Depending on how the technology is deployed, Palo Alto can also select devices based on internal, lateral communications and recommend or automatically enforce security policies for newly discovered devices.

This creates a bigger problem when IoT devices use cellular communications. “A lot of IoT devices are 5G, and that’s going to be a bigger problem,” she said. “We have a department dedicated to 5G security. It certainly brings more challenges.”

A peek inside the Internet of Things

Once IoT devices have been reliably discovered and inventoried, they need to be managed and secured as rigorously as other network devices. This requires configuration management, vulnerability scanning, traffic monitoring, and other capabilities.

Even devices that are not connected to external networks can become intermediate staging points or hiding places for determined attackers to move laterally within a company.

Marcos Marrero, chief information security officer at HIG Capital, faced this dilemma a year ago.

HIG is a global investment firm with more than $50 billion in equity capital under management and 26 offices on four continents. The company has hundreds of devices on its network, such as cameras, physical security equipment and sensors, monitoring temperature, humidity and power within its computer rooms. IoT device security “is a huge issue,” Marrero said. “And it keeps growing and getting bigger.”

As a financial company, HIG takes security very seriously, with a security team overseeing every device installed on its network. “Knock on wood, we haven’t encountered any rogue IoT in our environment,” Marrero said.

But being able to locate devices is just the beginning of the journey. “Then there’s vulnerability and configuration visibility,” he said.

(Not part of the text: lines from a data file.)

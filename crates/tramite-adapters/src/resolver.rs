//! Resolver por tablas de traducción, ejercitando el eje `locale`.

use std::collections::HashMap;

use tramite_core::message::resolver::{humanize, interpolate};
use tramite_core::{DefaultResolver, Message, MessageResolver, RenderOptions};

/// Resuelve códigos contra tablas `locale → código → plantilla`. Cuando no
/// hay locale pedido, tabla o entrada, cae al `DefaultResolver`.
#[derive(Debug, Default)]
pub struct TableResolver {
    tables: HashMap<String, HashMap<String, String>>,
}

impl TableResolver {
    pub fn new() -> Self {
        Self::default()
    }

    /// Registra una plantilla para `(locale, code)`. Las plantillas admiten
    /// tokens `%{nombre}` igual que el resolver por defecto.
    pub fn entry(mut self,
                 locale: impl Into<String>,
                 code: impl Into<String>,
                 template: impl Into<String>)
                 -> Self {
        self.tables
            .entry(locale.into())
            .or_default()
            .insert(code.into(), template.into());
        self
    }
}

impl MessageResolver for TableResolver {
    fn resolve(&self, message: &Message, options: &RenderOptions) -> String {
        let template = options.locale
                              .as_ref()
                              .zip(message.code.as_ref())
                              .and_then(|(locale, code)| {
                                  self.tables.get(locale).and_then(|table| table.get(code))
                              });

        let Some(template) = template else {
            return DefaultResolver.resolve(message, options);
        };

        let text = interpolate(template, &message.tokens);
        if options.full {
            match &message.path {
                Some(path) => format!("{} {}", humanize(path), text),
                None => text,
            }
        } else {
            text
        }
    }
}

About a year ago, Marrero ran a vulnerability scan on one of the room alarm devices and discovered open ports that did not require authentication. The company contacted the manufacturer and received instructions on how to harden the device. “But we had to ask for it – it was not information that was immediately provided to us,” he said.

He said the vulnerability scans run by the company looked at the device from the outside, finding open ports and operating system type, but little else. “The open source software used in these devices has a lot of vulnerabilities,” he said.

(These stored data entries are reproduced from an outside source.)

//! Contrato por claves requeridas, con lookups de contexto.

use std::fmt;
use std::sync::Arc;

use serde_json::Value;

use tramite_core::{ActionResult, Component, Context, Contract, CoreCommandError, Message,
                   MessageSet, Params};

type LookupFn = dyn Fn(&Params) -> Option<Value> + Send + Sync;

/// Contrato simple: exige la presencia de un conjunto de claves en params y
/// puebla el contexto mediante lookups declarados.
///
/// Los lookups corren ANTES de reportar claves faltantes: aunque el contrato
/// falle, el contexto que alcanzó a poblar queda disponible para que el
/// orquestador decida si los gates son evaluables.
pub struct KeyContract {
    required: Vec<String>,
    lookups: Vec<(String, Arc<LookupFn>)>,
}

impl fmt::Debug for KeyContract {
    fn fmt(&self, f: &mut fmt::Formatter<'_>) -> fmt::Result {
        f.debug_struct("KeyContract")
         .field("required", &self.required)
         .field("lookups", &self.lookups.iter().map(|(k, _)| k).collect::<Vec<_>>())
         .finish()
    }
}

impl KeyContract {
    pub fn new() -> Self {
        Self { required: Vec::new(), lookups: Vec::new() }
    }

    /// Declara una clave obligatoria de params.
    pub fn require(mut self, key: impl Into<String>) -> Self {
        self.required.push(key.into());
        self
    }

    /// Declara un lookup: si el closure devuelve `Some`, el valor se inserta
    /// en el contexto bajo `key`.
    pub fn lookup<F>(mut self, key: impl Into<String>, f: F) -> Self
        where F: Fn(&Params) -> Option<Value> + Send + Sync + 'static
    {
        self.lookups.push((key.into(), Arc::new(f)));
        self
    }
}

impl Default for KeyContract {
    fn default() -> Self {
        Self::new()
    }
}

impl Contract for KeyContract {
    fn call(&self, params: &Params, context: &Context) -> Result<ActionResult, CoreCommandError> {
        let mut context = context.clone();
        for (key, lookup) in &self.lookups {
            if let Some(value) = lookup(params) {
                context.insert(key.clone(), value);
            }
        }

        let mut errors = MessageSet::new();
        for key in &self.required {
            if !params.contains_key(key) {
                errors.push(Message { text: Some("is missing".to_string()),
                                      path: Some(key.clone()),
                                      code: Some("missing".to_string()),
                                      tokens: Value::Null,
                                      meta: Value::Null });
            }
        }

        Ok(ActionResult::stage_with_errors(Component::Contract, params.clone(), context, errors))
    }
}

#[cfg(test)]
mod tests {
    use super::*;
    use serde_json::json;
    use tramite_core::value_to_map;

    #[test]
    fn reports_every_missing_key() {
        let contract = KeyContract::new().require("name").require("email");
        let res = contract.call(&Params::new(), &Context::new()).unwrap();

        assert!(res.failure());
        let paths: Vec<_> = res.messages().entries().iter().map(|m| m.path.clone()).collect();
        assert_eq!(paths, vec![Some("name".to_string()), Some("email".to_string())]);
    }

    #[test]
    fn lookups_enrich_context_even_when_requirements_fail() {
        let contract = KeyContract::new()
            .require("amount")
            .lookup("user", |params| {
                params.get("user_id").map(|id| json!({"id": id}))
            });

        let params = value_to_map(&json!({"user_id": 7})).unwrap();
        let res = contract.call(&params, &Context::new()).unwrap();

        assert!(res.failure());
        assert_eq!(res.context().get("user"), Some(&json!({"id": 7})));
    }

    #[test]
    fn passes_with_all_keys_present() {
        let contract = KeyContract::new().require("name");
        let params = value_to_map(&json!({"name": "ada"})).unwrap();
        let res = contract.call(&params, &Context::new()).unwrap();
        assert!(res.success());
    }
}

To solve this problem, HIG turned to Netrise’s firmware scanning tool.

“We did a proof of concept and uploaded a firmware image that returned all this vulnerability data and other information,” he said. “That’s what seals it for us.”

Uploading images is a manual process that takes several minutes per image. Due to many duplicate devices of the same type, the company uploaded less than 20 pictures in total. As a result of the scan, the company’s vulnerability list increased by 28%.

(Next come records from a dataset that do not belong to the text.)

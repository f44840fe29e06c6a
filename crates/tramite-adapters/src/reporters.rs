//! Reporters de observabilidad.

use std::sync::Mutex;

use serde_json::Value;

use tramite_core::Reporter;

/// Acumula cada evento reportado. Útil en tests y demos para afirmar sobre
/// lo que el pipeline notificó.
#[derive(Debug, Default)]
pub struct CollectingReporter {
    events: Mutex<Vec<(String, Value)>>,
}

impl CollectingReporter {
    pub fn new() -> Self {
        Self::default()
    }

    pub fn events(&self) -> Vec<(String, Value)> {
        self.events.lock().unwrap().clone()
    }

    pub fn is_empty(&self) -> bool {
        self.events.lock().unwrap().is_empty()
    }
}

impl Reporter for CollectingReporter {
    fn call(&self, message: &str, payload: &Value) {
        self.events.lock().unwrap().push((message.to_string(), payload.clone()));
    }
}
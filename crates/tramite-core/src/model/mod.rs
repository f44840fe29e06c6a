//! Modelo de datos del pipeline: componente, params/contexto y resultado.

pub mod component;
pub mod data;
pub mod result;

pub use component::Component;
pub use data::{merge_context, map_to_value, value_to_map, Context, Params};
pub use result::{ActionResult, CallbackRecord, ResultPatch};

“We didn’t know they existed in our environment,” he said. “Yes, we’ve had a spike in vulnerability trends, but half the battle is knowing you have these vulnerabilities in the first place.”

After discovering the vulnerability, HIG contacted the device vendor and implemented additional mitigation measures. “If it’s too dangerous and poses too great a risk to our environment, it could shut down the device,” he said, “or add additional controls around it.”